Serum HIV-1 RNA concentrations (viral loads) were determined by the Amplicor v1.5 (Roche Diagnostics, Basel, Switzerland).
Control serum samples from HIV-infected individuals, previously identified via Sanger sequencing of PCR fragments as being infected with either subtype A (n = 4) or D (n = 6), were used to determine the assay's limit of detection. Phylogenetically unlinked viral isolates were mixed in inter- and intrasubtype experiments for each viral target region.
For the p24 region, viral extracts from two HIV subtype A-infected control individuals (A1 and A2) and four subtype D-infected individuals (D1 to D4) were amplified separately in the first-round PCR. Aliquots were collected and set aside for pure sample analysis, while aliquots of each control sample were also mixed at a variety of ratios. The following ratios were tested for the p24 target region: 50:50 A2-D1, 95:5 A2-D1, 99:1 A2-D1, 99.9:0.1 D3-A2, 95:5 A1-A2, 95:5 D1-D2, and 95:5 D3-D4. Nested PCRs were performed with these samples as described above.
For the gp41 region, viral extracts from two HIV subtype A-infected individuals (A3 and A4) and two subtype D-infected control individuals (D5 and D6) were amplified separately in the first-round PCR. Aliquots of the first-round PCR were collected and set aside for pure sample analysis, while aliquots of each were mixed at a variety of ratios.
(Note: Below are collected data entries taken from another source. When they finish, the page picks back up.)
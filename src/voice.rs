//! Voice assistant plumbing
//!
//! The deterministic pieces around a Gemini Live audio session: PCM framing
//! between float samples and base64 16-bit little-endian audio, the session
//! setup message, server message parsing, and gapless playback scheduling.

use base64::Engine;
use serde::{Deserialize, Serialize};
use serde_json::{json, Value};

use crate::Result;

pub const LIVE_MODEL: &str = "gemini-2.5-flash-native-audio-preview-09-2025";
pub const VOICE_NAME: &str = "Aoede";
pub const INPUT_SAMPLE_RATE: u32 = 16_000;
pub const OUTPUT_SAMPLE_RATE: u32 = 24_000;

pub const SYSTEM_INSTRUCTION: &str = "You are a helpful real estate investment assistant. \
Help the user analyze the cash flow and potential of the property they are viewing. \
Be concise and professional.";

const PCM_SCALE: f32 = 32768.0;

/// One chunk of microphone audio ready to send
#[derive(Debug, Clone, Serialize, Deserialize, PartialEq)]
#[serde(rename_all = "camelCase")]
pub struct PcmBlob {
    pub data: String,
    pub mime_type: String,
}

/// Float samples in [-1, 1] to base64 little-endian i16 PCM at 16 kHz
pub fn encode_pcm(samples: &[f32]) -> PcmBlob {
    let mut bytes = Vec::with_capacity(samples.len() * 2);
    for &sample in samples {
        // `as` saturates out-of-range floats and maps NaN to 0
        let value = (sample * PCM_SCALE) as i16;
        bytes.extend_from_slice(&value.to_le_bytes());
    }

    PcmBlob {
        data: base64::engine::general_purpose::STANDARD.encode(&bytes),
        mime_type: format!("audio/pcm;rate={}", INPUT_SAMPLE_RATE),
    }
}

/// Base64 little-endian i16 PCM to float samples. A trailing odd byte is dropped.
pub fn decode_pcm(data: &str) -> Result<Vec<f32>> {
    let bytes = base64::engine::general_purpose::STANDARD.decode(data)?;

    Ok(bytes
        .chunks_exact(2)
        .map(|pair| f32::from(i16::from_le_bytes([pair[0], pair[1]])) / PCM_SCALE)
        .collect())
}

/// First message sent after the Live websocket opens
pub fn setup_message() -> Value {
    json!({
        "setup": {
            "model": format!("models/{}", LIVE_MODEL),
            "generationConfig": {
                "responseModalities": ["AUDIO"],
                "speechConfig": {
                    "voiceConfig": { "prebuiltVoiceConfig": { "voiceName": VOICE_NAME } }
                }
            },
            "systemInstruction": { "parts": [{ "text": SYSTEM_INSTRUCTION }] }
        }
    })
}

/// Wrap a microphone chunk as a realtime input message
pub fn realtime_input_message(blob: &PcmBlob) -> Value {
    json!({
        "realtimeInput": {
            "mediaChunks": [{ "mimeType": blob.mime_type, "data": blob.data }]
        }
    })
}

/// What the assistant sent back in a single server message
#[derive(Debug, Clone, Default, PartialEq)]
pub struct ServerEvent {
    pub audio: Option<String>,
    pub interrupted: bool,
    pub turn_complete: bool,
}

pub fn parse_server_message(message: &Value) -> ServerEvent {
    let content = &message["serverContent"];

    let audio = content["modelTurn"]["parts"]
        .as_array()
        .and_then(|parts| {
            parts
                .iter()
                .find_map(|p| p["inlineData"]["data"].as_str())
        })
        .map(str::to_string);

    ServerEvent {
        audio,
        interrupted: content["interrupted"].as_bool().unwrap_or(false),
        turn_complete: content["turnComplete"].as_bool().unwrap_or(false),
    }
}

/// Queues output chunks back to back on the playback clock
#[derive(Debug, Clone, Default)]
pub struct PlaybackScheduler {
    next_start: f64,
}

impl PlaybackScheduler {
    pub fn new() -> Self {
        Self::default()
    }

    /// Returns the start time (seconds) for a chunk arriving at `now`
    pub fn schedule(&mut self, now: f64, sample_count: usize) -> f64 {
        let duration = sample_count as f64 / f64::from(OUTPUT_SAMPLE_RATE);
        let start = now.max(self.next_start);
        self.next_start = start + duration;
        start
    }

    pub fn is_playing(&self, now: f64) -> bool {
        now < self.next_start
    }

    /// Drop queued audio when the user talks over the assistant
    pub fn interrupt(&mut self) {
        self.next_start = 0.0;
    }

    pub fn next_start(&self) -> f64 {
        self.next_start
    }
}

#[cfg(test)]
mod tests {
    use super::*;

    #[test]
    fn test_encode_pcm_layout() {
        let blob = encode_pcm(&[0.0, 0.5, -0.5]);
        assert_eq!(blob.mime_type, "audio/pcm;rate=16000");

        let bytes = base64::engine::general_purpose::STANDARD
            .decode(&blob.data)
            .unwrap();
        assert_eq!(bytes, vec![0x00, 0x00, 0x00, 0x40, 0x00, 0xC0]);
    }

    #[test]
    fn test_encode_pcm_saturates() {
        let blob = encode_pcm(&[1.0, -1.5, f32::NAN]);
        let samples = decode_pcm(&blob.data).unwrap();

        assert_eq!(samples[0], f32::from(i16::MAX) / 32768.0);
        assert_eq!(samples[1], -1.0);
        assert_eq!(samples[2], 0.0);
    }

    #[test]
    fn test_pcm_round_trip_within_quantization() {
        let input: Vec<f32> = (0..64).map(|i| ((i as f32) / 10.0).sin() * 0.9).collect();
        let output = decode_pcm(&encode_pcm(&input).data).unwrap();

        assert_eq!(output.len(), input.len());
        for (a, b) in input.iter().zip(&output) {
            assert!((a - b).abs() <= 1.0 / 32768.0);
        }
    }

    #[test]
    fn test_decode_rejects_bad_base64() {
        assert!(decode_pcm("not base64!!").is_err());
    }

    #[test]
    fn test_setup_message() {
        let setup = setup_message();
        assert_eq!(setup["setup"]["model"], format!("models/{}", LIVE_MODEL));
        assert_eq!(
            setup["setup"]["generationConfig"]["speechConfig"]["voiceConfig"]["prebuiltVoiceConfig"]
                ["voiceName"],
            "Aoede"
        );
    }

    #[test]
    fn test_parse_server_message() {
        let event = parse_server_message(&json!({
            "serverContent": {
                "modelTurn": { "parts": [{ "inlineData": { "mimeType": "audio/pcm", "data": "AAA=" } }] }
            }
        }));
        assert_eq!(event.audio.as_deref(), Some("AAA="));
        assert!(!event.interrupted);

        let event = parse_server_message(&json!({ "serverContent": { "interrupted": true } }));
        assert_eq!(event.audio, None);
        assert!(event.interrupted);

        assert_eq!(parse_server_message(&json!({ "setupComplete": {} })), ServerEvent::default());
    }

    #[test]
    fn test_playback_is_gapless() {
        let mut scheduler = PlaybackScheduler::new();

        // 0.5 s chunks arriving faster than they play
        assert_eq!(scheduler.schedule(1.0, 12_000), 1.0);
        assert_eq!(scheduler.schedule(1.1, 12_000), 1.5);
        assert_eq!(scheduler.next_start(), 2.0);
        assert!(scheduler.is_playing(1.9));
        assert!(!scheduler.is_playing(2.0));

        // Late chunk starts immediately
        assert_eq!(scheduler.schedule(3.0, 12_000), 3.0);
    }

    #[test]
    fn test_interrupt_resets_queue() {
        let mut scheduler = PlaybackScheduler::new();
        scheduler.schedule(0.0, 240_000);
        assert!(scheduler.is_playing(5.0));

        scheduler.interrupt();
        assert!(!scheduler.is_playing(5.0));
        assert_eq!(scheduler.schedule(5.0, 24_000), 5.0);
    }
}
The following ratios were tested for the gp41 target region: 50:50 A4-D5, 95:5 A4-D5, 99:1 A4-D5, 99.9:0.1 A4-D5, 95:5 A1-A2, and 95:5 D5-D6. Nested PCRs were performed with these samples as described above.
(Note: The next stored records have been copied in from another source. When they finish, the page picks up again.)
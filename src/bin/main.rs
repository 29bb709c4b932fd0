use propvest::{config::scenario_from_lookup, finance::compute_breakdown, PropertyListing};
use tracing::{error, info};
use tracing_subscriber::EnvFilter;

fn main() -> Result<(), Box<dyn std::error::Error>> {
    // Initialize tracing
    tracing_subscriber::fmt()
        .with_env_filter(EnvFilter::try_from_default_env().unwrap_or_else(|_| EnvFilter::new("warn")))
        .init();

    dotenv::dotenv().ok();

    let (assumptions, expenses) = scenario_from_lookup(|key| std::env::var(key).ok())?;
    let listing = PropertyListing::sample();

    info!(
        purchase_price = assumptions.purchase_price,
        occupancy_rate = assumptions.occupancy_rate,
        "Analyzing scenario"
    );

    let b = match compute_breakdown(&assumptions, &expenses) {
        Ok(b) => b,
        Err(e) => {
            error!("Analysis failed: {}", e);
            eprintln!("Analysis failed: {}", e);
            return Err(e.into());
        }
    };
    let r = &b.result;

    println!("\n=== {} ({}, {}) ===", listing.address, listing.city, listing.state);
    println!("Purchase price:      {:>12.2}", assumptions.purchase_price);
    println!("Loan amount:         {:>12.2}", b.loan_amount);
    println!("Initial investment:  {:>12.2}", r.initial_investment);
    println!();
    println!("Monthly income:      {:>12.2}", r.monthly_income);
    println!("  Mortgage:          {:>12.2}", r.monthly_mortgage);
    println!("  Property tax:      {:>12.2}", b.monthly_tax);
    println!("  Insurance:         {:>12.2}", b.monthly_insurance);
    println!("  HOA:               {:>12.2}", expenses.hoa_monthly);
    println!("  Utilities:         {:>12.2}", expenses.utilities_monthly);
    println!("  Maintenance:       {:>12.2}", expenses.maintenance_monthly);
    println!("  Management:        {:>12.2}", b.monthly_management);
    println!("  Other:             {:>12.2}", expenses.other_monthly);
    println!("Total expenses:      {:>12.2}", r.total_monthly_expenses);
    println!();
    println!("Cash flow / month:   {:>+12.2}", r.cash_flow);
    println!("Annual NOI:          {:>12.2}", b.annual_noi);
    println!("Cap rate:            {:>11.2}%", r.cap_rate);
    println!("Cash-on-cash ROI:    {:>11.2}%", r.cash_on_cash_roi);

    Ok(())
}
The amplicon library preparation method was performed as recommended by the manufacturer (Roche, Branford, CT), and all PCR products were purified with the following minor alterations. In an effort to eliminate excess primers, the bead/target ratio was reduced by incubation of 30 μl of AMPure XP beads (Agencourt, Beckman Coulter Genomics, Danvers, MA) with 25 μl of PCR product diluted in 25 μl of water. Purified PCR products were quantified using PicoGreen (Invitrogen, Carlsbad, CA), and each template was diluted to 1 × 109 molecules/μl stock. The amplicon pools were made by combining 5 μl of each diluted barcoded template to make a final 1 × 109 molecules/μl stock containing 14 bar-coded amplicons.
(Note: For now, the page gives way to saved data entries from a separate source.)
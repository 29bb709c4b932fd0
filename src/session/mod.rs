//! Dashboard session: the owner of the current inputs and their analysis
//!
//! Every edit builds a new input bundle, recomputes once and swaps the
//! bundles and result together. A rejected edit leaves the session as it was.

mod store;

pub use store::{InMemorySessionStore, SessionLimits, SessionStore};

use chrono::{DateTime, Utc};
use serde::{Deserialize, Serialize};
use sha2::{Digest, Sha256};
use std::io::Write;
use tracing::debug;
use uuid::Uuid;

use crate::finance;
use crate::models::{
    AnalysisBreakdown, AnalysisResult, ExpensesUpdate, FinancingAssumptions, FinancingUpdate,
    OperatingExpenses, PropertyListing,
};
use crate::Result;

#[derive(Debug, Clone)]
pub struct AnalysisSession {
    id: Uuid,
    listing: PropertyListing,
    assumptions: FinancingAssumptions,
    expenses: OperatingExpenses,
    breakdown: AnalysisBreakdown,
    fingerprint: String,
    revision: u64,
    created_at: DateTime<Utc>,
    updated_at: DateTime<Utc>,
}

/// Serializable view of a session handed to the presentation layer
#[derive(Debug, Clone, Serialize, Deserialize)]
#[serde(rename_all = "camelCase")]
pub struct SessionSnapshot {
    pub session_id: Uuid,
    pub revision: u64,
    pub fingerprint: String,
    pub listing: PropertyListing,
    pub assumptions: FinancingAssumptions,
    pub expenses: OperatingExpenses,
    pub analysis: AnalysisBreakdown,
    pub created_at: DateTime<Utc>,
    pub updated_at: DateTime<Utc>,
}

impl AnalysisSession {
    /// Session on the sample listing with default assumptions
    pub fn new() -> Result<Self> {
        let listing = PropertyListing::sample();
        let assumptions = listing.default_assumptions();
        Self::with_listing(listing, assumptions, OperatingExpenses::default())
    }

    pub fn with_inputs(assumptions: FinancingAssumptions, expenses: OperatingExpenses) -> Result<Self> {
        Self::with_listing(PropertyListing::sample(), assumptions, expenses)
    }

    pub fn with_listing(
        listing: PropertyListing,
        assumptions: FinancingAssumptions,
        expenses: OperatingExpenses,
    ) -> Result<Self> {
        let breakdown = finance::compute_breakdown(&assumptions, &expenses)?;
        let fingerprint = input_fingerprint(&assumptions, &expenses)?;
        let now = Utc::now();

        Ok(Self {
            id: Uuid::new_v4(),
            listing,
            fingerprint,
            assumptions,
            expenses,
            breakdown,
            revision: 0,
            created_at: now,
            updated_at: now,
        })
    }

    pub fn id(&self) -> Uuid {
        self.id
    }

    pub fn listing(&self) -> &PropertyListing {
        &self.listing
    }

    pub fn assumptions(&self) -> &FinancingAssumptions {
        &self.assumptions
    }

    pub fn expenses(&self) -> &OperatingExpenses {
        &self.expenses
    }

    pub fn analysis(&self) -> &AnalysisResult {
        &self.breakdown.result
    }

    pub fn breakdown(&self) -> &AnalysisBreakdown {
        &self.breakdown
    }

    /// Number of accepted edits that changed the inputs
    pub fn revision(&self) -> u64 {
        self.revision
    }

    pub fn fingerprint(&self) -> &str {
        &self.fingerprint
    }

    pub fn replace_assumptions(&mut self, assumptions: FinancingAssumptions) -> Result<&AnalysisBreakdown> {
        self.commit(assumptions, self.expenses)
    }

    pub fn replace_expenses(&mut self, expenses: OperatingExpenses) -> Result<&AnalysisBreakdown> {
        self.commit(self.assumptions, expenses)
    }

    pub fn update_assumptions(&mut self, update: &FinancingUpdate) -> Result<&AnalysisBreakdown> {
        let next = update.apply(&self.assumptions);
        self.commit(next, self.expenses)
    }

    pub fn update_expenses(&mut self, update: &ExpensesUpdate) -> Result<&AnalysisBreakdown> {
        let next = update.apply(&self.expenses);
        self.commit(self.assumptions, next)
    }

    pub fn snapshot(&self) -> SessionSnapshot {
        SessionSnapshot {
            session_id: self.id,
            revision: self.revision,
            fingerprint: self.fingerprint.clone(),
            listing: self.listing.clone(),
            assumptions: self.assumptions,
            expenses: self.expenses,
            analysis: self.breakdown,
            created_at: self.created_at,
            updated_at: self.updated_at,
        }
    }

    /// Recompute from the complete candidate bundles and swap everything at once
    fn commit(
        &mut self,
        assumptions: FinancingAssumptions,
        expenses: OperatingExpenses,
    ) -> Result<&AnalysisBreakdown> {
        let fingerprint = input_fingerprint(&assumptions, &expenses)?;
        if fingerprint == self.fingerprint {
            debug!(session_id = %self.id, revision = self.revision, "Inputs unchanged, skipping recompute");
            return Ok(&self.breakdown);
        }

        let breakdown = finance::compute_breakdown(&assumptions, &expenses)?;

        self.assumptions = assumptions;
        self.expenses = expenses;
        self.breakdown = breakdown;
        self.fingerprint = fingerprint;
        self.revision += 1;
        self.updated_at = Utc::now();

        debug!(
            session_id = %self.id,
            revision = self.revision,
            cash_flow = self.breakdown.result.cash_flow,
            "Analysis recomputed"
        );

        Ok(&self.breakdown)
    }
}

/// SHA-256 over the serialized bundles, hex encoded
pub fn input_fingerprint(
    assumptions: &FinancingAssumptions,
    expenses: &OperatingExpenses,
) -> Result<String> {
    let mut hasher = Sha256::new();
    serde_json::to_writer(&mut HashWriter(&mut hasher), &(assumptions, expenses))?;
    Ok(hex::encode(hasher.finalize()))
}

/// Adapter to allow writing into Sha256 via std::io::Write
struct HashWriter<'a, H: Digest>(&'a mut H);

impl<'a, H: Digest> Write for HashWriter<'a, H> {
    fn write(&mut self, buf: &[u8]) -> std::io::Result<usize> {
        self.0.update(buf);
        Ok(buf.len())
    }

    fn flush(&mut self) -> std::io::Result<()> {
        Ok(())
    }
}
Preparation of templated beads for NGS followed the emPCR Method Manual—Lib-L-MV (17a). The library pools containing 1 × 109 molecules/μl were diluted to 1 × 105 molecules/μl for a target addition of 0.175 copies per bead to the DNA capture beads. The live amplification mixture was based on the reagent volumes for paired-end libraries to reduce the amount of amplification primer in the reactions and thereby reduce the bead signal intensity during sequencing. Enriched DNA capture beads were sequenced on the Roche 454 system (Roche, Branford, CT) per the manufacturer's instructions, using a four-region gasket when indicated.
Sequencing results were analyzed using the GS Amplicon variant analyzer, version 2.5 (Roche, Branford, CT). All sequence reads were compared, and similar sequences were combined into a single consensus sequence. Generated consensus sequences that were within 10 bases from both ends of the amplicon and comprised of a cluster of 10 individual, nearly identical sequences or more were determined using the Roche Amplicon software and were classified as being consensus sequences of HIV variants. These consensus sequences were used for subsequent phylogenetic analysis.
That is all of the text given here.